== Problem to work on ==
All lines in the data below carrying the string "async" are to be located and copied.

== Data records ==
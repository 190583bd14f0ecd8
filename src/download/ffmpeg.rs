// SPDX-License-Identifier: MPL-2.0

//! ffmpeg integration for stream-copy remuxing

use std::ffi::OsString;
use std::path::{Path, PathBuf};
use tokio::process::Command;
use tracing::debug;

use crate::error::{Error, Result};

const PROTOCOL_WHITELIST: &str = "http,https,tls,tcp,file,crypto";

/// What ffmpeg reads from
#[derive(Debug, Clone, Copy)]
pub enum RemuxInput<'a> {
    /// Remote media (an HLS playlist) fetched with an `Authorization` header
    Url { url: &'a str, authorization: &'a str },
    File(&'a Path),
}

/// Copies the audio stream of an input into a new container, no re-encode
#[derive(Debug, Clone)]
pub struct Remuxer {
    program: PathBuf,
}

impl Remuxer {
    pub fn new(program: impl Into<PathBuf>) -> Self {
        Self {
            program: program.into(),
        }
    }

    pub fn program(&self) -> &Path {
        &self.program
    }

    /// Command line for a remux of `input` into `output`
    pub fn args(&self, input: RemuxInput<'_>, output: &Path) -> Vec<OsString> {
        let mut args: Vec<OsString> = vec!["-hide_banner".into(), "-y".into()];
        match input {
            RemuxInput::Url { url, authorization } => {
                args.push("-headers".into());
                args.push(format!("Authorization: {authorization}\r\n").into());
                args.push("-protocol_whitelist".into());
                args.push(PROTOCOL_WHITELIST.into());
                args.push("-i".into());
                args.push(url.into());
            }
            RemuxInput::File(path) => {
                args.push("-i".into());
                args.push(path.into());
            }
        }
        args.extend(["-acodec", "copy", "-loglevel", "error"].map(OsString::from));
        args.push(output.into());
        args
    }

    /// Run the remux. Does not clean up `output` on failure; callers own it.
    pub async fn remux(&self, input: RemuxInput<'_>, output: &Path) -> Result<()> {
        debug!("remuxing into {}", output.display());
        let output_status = Command::new(&self.program)
            .args(self.args(input, output))
            .stdin(std::process::Stdio::null())
            .output()
            .await
            .map_err(Error::ToolSpawn)?;

        if !output_status.status.success() {
            let stderr = String::from_utf8_lossy(&output_status.stderr)
                .trim()
                .to_string();
            return Err(Error::Tool {
                status: output_status.status,
                stderr: if stderr.is_empty() {
                    "no stderr from process".into()
                } else {
                    stderr
                },
            });
        }

        Ok(())
    }

    /// Check if ffmpeg is available on the system
    pub async fn is_available(&self) -> bool {
        Command::new(&self.program)
            .arg("-version")
            .output()
            .await
            .map(|o| o.status.success())
            .unwrap_or(false)
    }
}

impl Default for Remuxer {
    fn default() -> Self {
        Self::new("ffmpeg")
    }
}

== Exercise solution ==
    pub async fn remux(&self, input: RemuxInput<'_>, output: &Path) -> Result<()> {
    pub async fn is_available(&self) -> bool {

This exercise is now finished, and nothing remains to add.